#### [What the exercise asks]
Look through the records below for the line holding "impl Engine for Mypy". Write it out exactly, with each following line through the line holding "use std::collections::BTreeMap;".

#### [Source material]
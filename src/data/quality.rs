use std::collections::{BTreeMap, HashSet};

use super::model::{Dataset, Field};

// ---------------------------------------------------------------------------
// Data-quality signals
// ---------------------------------------------------------------------------

/// Number of fully-identical rows beyond their first occurrence. A signal
/// for the caller, not an error; the loader's duplicate policy decides
/// whether it becomes one.
pub fn duplicate_count(dataset: &Dataset) -> usize {
    let mut seen = HashSet::new();
    dataset
        .records
        .iter()
        .filter(|record| !seen.insert(record.raw_identity()))
        .count()
}

/// Absent-value count for every declared field, raw and derived. Drives
/// presence-aware aggregation downstream, e.g. excluding records without a
/// recorded sex from a male/female split.
pub fn missing_field_counts(dataset: &Dataset) -> BTreeMap<Field, usize> {
    Field::ALL
        .iter()
        .map(|&field| {
            let absent = dataset
                .records
                .iter()
                .filter(|record| field.is_missing(record))
                .count();
            (field, absent)
        })
        .collect()
}
//! Content-addressed cache for engine results.
//!
//! Keys hash the canonical plan representation, the recorded tool version,
//! and the fingerprint of every input file, so unchanged trees never
//! re-invoke an external tool and tool upgrades invalidate all prior entries.
//! Writes are tmp-file + rename so a concurrent reader never observes a
//! half-written entry; read failures of any kind degrade to a miss.
use crate::engine::Diagnostic;
use crate::fingerprint::FingerprintSet;
use crate::paths::Mode;
use crate::util::sha256_hex;
use anyhow::{Context, Result};
use serde::{Deserialize, Serialize};
use std::fs;
use std::path::{Path, PathBuf};

pub const CACHE_ENTRY_SCHEMA_VERSION: u32 = 1;

/// One stored engine result. Created on a miss, read-only afterward; a newer
/// result for the same key replaces the file wholesale.
#[derive(Debug, Deserialize, Serialize, Clone, PartialEq, Eq)]
#[serde(deny_unknown_fields)]
pub struct CacheEntry {
    pub schema_version: u32,
    pub key: String,
    pub engine_id: String,
    pub mode: Mode,
    pub diagnostics: Vec<Diagnostic>,
    pub exit_code: Option<i32>,
    pub command_fingerprint: String,
    pub file_fingerprints: FingerprintSet,
    pub tool_version: String,
    pub created_at_epoch_ms: u64,
}

#[derive(Serialize)]
struct KeyMaterial<'a> {
    engine_id: &'a str,
    mode: Mode,
    command: &'a [String],
    tool_version: &'a str,
    config_fingerprints: &'a FingerprintSet,
    file_fingerprints: &'a FingerprintSet,
}

/// Derive the cache key for one scheduled invocation. All maps are keyed by
/// path, so serialization order is stable regardless of how fingerprints were
/// produced.
pub fn derive_key(
    engine_id: &str,
    mode: Mode,
    command: &[String],
    tool_version: &str,
    config_fingerprints: &FingerprintSet,
    file_fingerprints: &FingerprintSet,
) -> String {
    let material = KeyMaterial {
        engine_id,
        mode,
        command,
        tool_version,
        config_fingerprints,
        file_fingerprints,
    };
    // BTreeMap serialization is deterministic; a failure here would be a
    // programming error, so fall back to an uncacheable unique-ish key.
    match serde_json::to_vec(&material) {
        Ok(bytes) => sha256_hex(&bytes),
        Err(_) => sha256_hex(format!("{engine_id}/{}", mode.as_str()).as_bytes()),
    }
}

/// Handle to one on-disk cache directory. Passed explicitly into the runner;
/// there is no ambient singleton.
#[derive(Debug, Clone)]
pub struct CacheStore {
    dir: PathBuf,
}

impl CacheStore {
    pub fn open(dir: PathBuf) -> Self {
        CacheStore { dir }
    }

    pub fn dir(&self) -> &Path {
        &self.dir
    }

    fn entry_path(&self, key: &str) -> PathBuf {
        self.dir.join("entries").join(format!("{key}.json"))
    }

    fn journal_path(&self, root: &Path) -> PathBuf {
        let id = sha256_hex(root.display().to_string().as_bytes());
        self.dir.join("journals").join(format!("{id}.json"))
    }

    /// Look up a stored result. Any I/O or parse failure is a miss.
    pub fn lookup(&self, key: &str) -> Option<CacheEntry> {
        let path = self.entry_path(key);
        let bytes = match fs::read(&path) {
            Ok(bytes) => bytes,
            Err(_) => return None,
        };
        let entry: CacheEntry = match serde_json::from_slice(&bytes) {
            Ok(entry) => entry,
            Err(err) => {
                tracing::debug!(path = %path.display(), %err, "corrupt cache entry; treating as miss");
                return None;
            }
        };
        if entry.schema_version != CACHE_ENTRY_SCHEMA_VERSION || entry.key != key {
            return None;
        }
        Some(entry)
    }

    /// Persist a fresh result with an atomic rename.
    pub fn store(&self, entry: &CacheEntry) -> Result<()> {
        let path = self.entry_path(&entry.key);
        let bytes = serde_json::to_vec_pretty(entry).context("serialize cache entry")?;
        self.write_atomic(&path, &bytes)
    }

    /// Load the per-root fingerprint journal. Missing or corrupt journals
    /// start empty.
    pub fn load_journal(&self, root: &Path) -> FingerprintSet {
        let path = self.journal_path(root);
        match fs::read(&path) {
            Ok(bytes) => serde_json::from_slice(&bytes).unwrap_or_default(),
            Err(_) => FingerprintSet::default(),
        }
    }

    pub fn store_journal(&self, root: &Path, journal: &FingerprintSet) -> Result<()> {
        let path = self.journal_path(root);
        let bytes = serde_json::to_vec_pretty(journal).context("serialize fingerprint journal")?;
        self.write_atomic(&path, &bytes)
    }

    fn write_atomic(&self, path: &Path, bytes: &[u8]) -> Result<()> {
        let parent = path
            .parent()
            .context("cache path has no parent directory")?;
        fs::create_dir_all(parent).with_context(|| format!("create {}", parent.display()))?;
        let tmp = tempfile::NamedTempFile::new_in(parent)
            .with_context(|| format!("create temp file in {}", parent.display()))?;
        fs::write(tmp.path(), bytes).with_context(|| format!("write {}", tmp.path().display()))?;
        tmp.persist(path)
            .with_context(|| format!("publish {}", path.display()))?;
        Ok(())
    }
}
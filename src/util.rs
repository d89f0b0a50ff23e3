use anyhow::{Context, Result};
use sha2::Digest;
use std::path::Path;
use std::time::{SystemTime, UNIX_EPOCH};

pub fn sha256_hex(bytes: &[u8]) -> String {
    let mut hasher = sha2::Sha256::new();
    hasher.update(bytes);
    format!("{:x}", hasher.finalize())
}

pub fn sha256_file(path: &Path) -> Result<String> {
    let bytes = std::fs::read(path).with_context(|| format!("read {}", path.display()))?;
    Ok(sha256_hex(&bytes))
}

pub fn now_epoch_ms() -> Result<u64> {
    let elapsed = SystemTime::now()
        .duration_since(UNIX_EPOCH)
        .context("system clock before unix epoch")?;
    Ok(elapsed.as_millis() as u64)
}

pub fn truncate_string(text: &str, max_bytes: usize) -> String {
    if text.len() <= max_bytes {
        return text.to_string();
    }
    let mut truncated = String::new();
    for ch in text.chars() {
        if truncated.len() + ch.len_utf8() > max_bytes {
            break;
        }
        truncated.push(ch);
    }
    truncated
}

pub fn truncate_bytes(bytes: &[u8], max_bytes: usize) -> String {
    let text = String::from_utf8_lossy(bytes);
    truncate_string(&text, max_bytes)
}
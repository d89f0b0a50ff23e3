//! mypy adapter. Diagnostics arrive as JSON objects, one per line; summary
//! lines are plain text and carry no diagnostic content.
use super::{Diagnostic, Engine};
use crate::plan::EnginePlan;
use anyhow::{Context, Result};
use regex::Regex;
use serde::Deserialize;

pub struct Mypy;

#[derive(Debug, Deserialize)]
struct MypyLine {
    file: String,
    line: u32,
    column: u32,
    severity: String,
    message: String,
    #[serde(default)]
    code: Option<String>,
}

impl Engine for Mypy {
    fn id(&self) -> &'static str {
        "mypy"
    }

    fn tool_name(&self) -> &'static str {
        "mypy"
    }

    fn parse_version(&self, output: &str) -> Option<String> {
        // "mypy 1.11.2 (compiled: yes)"
        let pattern = Regex::new(r"mypy (\d+\.\d+(?:\.\d+)?)").ok()?;
        Some(pattern.captures(output)?.get(1)?.as_str().to_string())
    }

    fn build_args(&self, plan: &EnginePlan) -> Vec<String> {
        let mut args = vec!["--output".to_string(), "json".to_string()];
        if let Some(config) = &plan.config_selection {
            args.push("--config-file".to_string());
            args.push(config.clone());
        }
        args.extend(plan.extra_args.iter().cloned());
        args.extend(plan.resolved_targets.iter().cloned());
        args
    }

    fn parse_output(&self, stdout: &str) -> Result<Vec<Diagnostic>> {
        let mut diagnostics = Vec::new();
        for line in stdout.lines() {
            let trimmed = line.trim();
            // Summary lines ("Found 2 errors...", "Success: ...") are text.
            if !trimmed.starts_with('{') {
                continue;
            }
            let parsed: MypyLine = serde_json::from_str(trimmed)
                .with_context(|| format!("parse mypy JSON line: {trimmed}"))?;
            diagnostics.push(Diagnostic {
                path: parsed.file,
                line: parsed.line,
                column: parsed.column,
                severity: parsed.severity,
                code: parsed.code,
                message: parsed.message,
            });
        }
        Ok(diagnostics)
    }
}
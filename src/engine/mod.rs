//! Engine registry and capability interface.
//!
//! Engines are registered at startup into an explicit table keyed by a stable
//! string id. Each engine knows how to turn a plan into an argv, how to parse
//! its tool's stdout, and which extra files must participate in the cache
//! key. Nothing here invokes a tool; the execution boundary does.
use crate::plan::EnginePlan;
use anyhow::Result;
use serde::{Deserialize, Serialize};
use std::collections::BTreeMap;
use std::path::PathBuf;

mod mypy;
mod pyright;

pub use mypy::Mypy;
pub use pyright::Pyright;

/// One parsed diagnostic from an engine's structured output.
#[derive(Debug, Deserialize, Serialize, Clone, PartialEq, Eq)]
#[serde(deny_unknown_fields)]
pub struct Diagnostic {
    pub path: String,
    pub line: u32,
    pub column: u32,
    pub severity: String,
    #[serde(default, skip_serializing_if = "Option::is_none")]
    pub code: Option<String>,
    pub message: String,
}

/// Fixed capability interface for a pluggable type-checking engine.
pub trait Engine: Send + Sync {
    fn id(&self) -> &'static str;

    /// Default tool binary name, resolvable via PATH or a `--tool` override.
    fn tool_name(&self) -> &'static str;

    fn version_args(&self) -> &'static [&'static str] {
        &["--version"]
    }

    /// Extract a comparable version string from the version probe output.
    fn parse_version(&self, output: &str) -> Option<String>;

    /// Flags whose argument values compare order-insensitively between two
    /// plans. Order-sensitive is the default; opting in is an explicit
    /// per-engine declaration.
    fn order_insensitive_flags(&self) -> &'static [&'static str] {
        &[]
    }

    /// Build the tool argv (excluding argv0) for one plan.
    fn build_args(&self, plan: &EnginePlan) -> Vec<String>;

    /// Parse structured stdout into diagnostics. An error here is classified
    /// as a parse failure, never as diagnostics.
    fn parse_output(&self, stdout: &str) -> Result<Vec<Diagnostic>>;

    /// Additional files whose content participates in the cache key,
    /// typically the engine's own config file.
    fn fingerprint_targets(&self, plan: &EnginePlan) -> Vec<PathBuf> {
        match &plan.config_selection {
            Some(config) => vec![plan.working_dir.join(config)],
            None => Vec::new(),
        }
    }
}

pub type EngineRegistry = BTreeMap<&'static str, Box<dyn Engine>>;

/// All engines known to this build, loaded into an explicit table.
pub fn builtin_registry() -> EngineRegistry {
    let mut registry: EngineRegistry = BTreeMap::new();
    for engine in [
        Box::new(Mypy) as Box<dyn Engine>,
        Box::new(Pyright) as Box<dyn Engine>,
    ] {
        registry.insert(engine.id(), engine);
    }
    registry
}

#[cfg(test)]
mod tests {
    use super::*;

    #[test]
    fn registry_contains_builtin_engines() {
        let registry = builtin_registry();
        let ids: Vec<&str> = registry.keys().copied().collect();
        assert_eq!(ids, vec!["mypy", "pyright"]);
    }

    #[test]
    fn config_selection_feeds_fingerprint_targets() {
        let registry = builtin_registry();
        let engine = registry.get("mypy").unwrap();
        let plan = EnginePlan {
            engine_id: "mypy".to_string(),
            mode: crate::paths::Mode::Full,
            resolved_targets: vec!["src/a.py".to_string()],
            config_selection: Some("mypy.ini".to_string()),
            extra_args: Vec::new(),
            enabled: true,
            profile: None,
            engine_env: BTreeMap::new(),
            working_dir: PathBuf::from("/repo"),
        };
        assert_eq!(
            engine.fingerprint_targets(&plan),
            vec![PathBuf::from("/repo/mypy.ini")]
        );
    }
}
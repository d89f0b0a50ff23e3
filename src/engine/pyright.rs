//! pyright adapter. `--outputjson` emits a single envelope with zero-based
//! positions; diagnostics are converted to one-based line/column.
use super::{Diagnostic, Engine};
use crate::plan::EnginePlan;
use anyhow::{Context, Result};
use regex::Regex;
use serde::Deserialize;

pub struct Pyright;

#[derive(Debug, Deserialize)]
struct PyrightOutput {
    #[serde(default, rename = "generalDiagnostics")]
    general_diagnostics: Vec<PyrightDiagnostic>,
}

#[derive(Debug, Deserialize)]
struct PyrightDiagnostic {
    file: String,
    severity: String,
    message: String,
    #[serde(default)]
    rule: Option<String>,
    #[serde(default)]
    range: Option<PyrightRange>,
}

#[derive(Debug, Deserialize)]
struct PyrightRange {
    start: PyrightPosition,
}

#[derive(Debug, Deserialize)]
struct PyrightPosition {
    line: u32,
    character: u32,
}

impl Engine for Pyright {
    fn id(&self) -> &'static str {
        "pyright"
    }

    fn tool_name(&self) -> &'static str {
        "pyright"
    }

    fn parse_version(&self, output: &str) -> Option<String> {
        // "pyright 1.1.390"
        let pattern = Regex::new(r"pyright (\d+\.\d+\.\d+)").ok()?;
        Some(pattern.captures(output)?.get(1)?.as_str().to_string())
    }

    fn build_args(&self, plan: &EnginePlan) -> Vec<String> {
        let mut args = vec!["--outputjson".to_string()];
        if let Some(config) = &plan.config_selection {
            args.push("--project".to_string());
            args.push(config.clone());
        }
        args.extend(plan.extra_args.iter().cloned());
        args.extend(plan.resolved_targets.iter().cloned());
        args
    }

    fn parse_output(&self, stdout: &str) -> Result<Vec<Diagnostic>> {
        let output: PyrightOutput =
            serde_json::from_str(stdout.trim()).context("parse pyright JSON envelope")?;
        let diagnostics = output
            .general_diagnostics
            .into_iter()
            .map(|diagnostic| {
                let (line, column) = diagnostic
                    .range
                    .map(|range| (range.start.line + 1, range.start.character + 1))
                    .unwrap_or((1, 1));
                Diagnostic {
                    path: diagnostic.file,
                    line,
                    column,
                    severity: diagnostic.severity,
                    code: diagnostic.rule,
                    message: diagnostic.message,
                }
            })
            .collect();
        Ok(diagnostics)
    }
}

#[cfg(test)]
mod tests {
    use super::*;

    #[test]
    fn parses_envelope_and_converts_positions() {
        let stdout = r#"{
            "version": "1.1.390",
            "generalDiagnostics": [
                {
                    "file": "/repo/src/a.py",
                    "severity": "error",
                    "message": "\"x\" is not defined",
                    "rule": "reportUndefinedVariable",
                    "range": {"start": {"line": 2, "character": 0}, "end": {"line": 2, "character": 1}}
                }
            ],
            "summary": {"filesAnalyzed": 1, "errorCount": 1}
        }"#;
        let diagnostics = Pyright.parse_output(stdout).unwrap();
        assert_eq!(diagnostics.len(), 1);
        assert_eq!(diagnostics[0].line, 3);
        assert_eq!(diagnostics[0].column, 1);
        assert_eq!(
            diagnostics[0].code.as_deref(),
            Some("reportUndefinedVariable")
        );
    }

    #[test]
    fn empty_diagnostics_envelope_is_valid() {
        let diagnostics = Pyright
            .parse_output(r#"{"generalDiagnostics": [], "summary": {}}"#)
            .unwrap();
        assert!(diagnostics.is_empty());
    }

    #[test]
    fn non_json_output_is_a_parse_error() {
        assert!(Pyright.parse_output("segmentation fault").is_err());
    }

    #[test]
    fn version_probe_extracts_semver() {
        assert_eq!(
            Pyright.parse_version("pyright 1.1.390").as_deref(),
            Some("1.1.390")
        );
    }
}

#### [Response area]
impl Engine for Mypy {
    fn id(&self) -> &'static str {
        "mypy"
    }

    fn tool_name(&self) -> &'static str {
        "mypy"
    }

    fn parse_version(&self, output: &str) -> Option<String> {
        // "mypy 1.11.2 (compiled: yes)"
        let pattern = Regex::new(r"mypy (\d+\.\d+(?:\.\d+)?)").ok()?;
        Some(pattern.captures(output)?.get(1)?.as_str().to_string())
    }

    fn build_args(&self, plan: &EnginePlan) -> Vec<String> {
        let mut args = vec!["--output".to_string(), "json".to_string()];
        if let Some(config) = &plan.config_selection {
            args.push("--config-file".to_string());
            args.push(config.clone());
        }
        args.extend(plan.extra_args.iter().cloned());
        args.extend(plan.resolved_targets.iter().cloned());
        args
    }

    fn parse_output(&self, stdout: &str) -> Result<Vec<Diagnostic>> {
        let mut diagnostics = Vec::new();
        for line in stdout.lines() {
            let trimmed = line.trim();
            // Summary lines ("Found 2 errors...", "Success: ...") are text.
            if !trimmed.starts_with('{') {
                continue;
            }
            let parsed: MypyLine = serde_json::from_str(trimmed)
                .with_context(|| format!("parse mypy JSON line: {trimmed}"))?;
            diagnostics.push(Diagnostic {
                path: parsed.file,
                line: parsed.line,
                column: parsed.column,
                severity: parsed.severity,
                code: parsed.code,
                message: parsed.message,
            });
        }
        Ok(diagnostics)
    }
}
filename src/engine/mod.rs
//! Engine registry and capability interface.
//!
//! Engines are registered at startup into an explicit table keyed by a stable
//! string id. Each engine knows how to turn a plan into an argv, how to parse
//! its tool's stdout, and which extra files must participate in the cache
//! key. Nothing here invokes a tool; the execution boundary does.
use crate::plan::EnginePlan;
use anyhow::Result;
use serde::{Deserialize, Serialize};
use std::collections::BTreeMap;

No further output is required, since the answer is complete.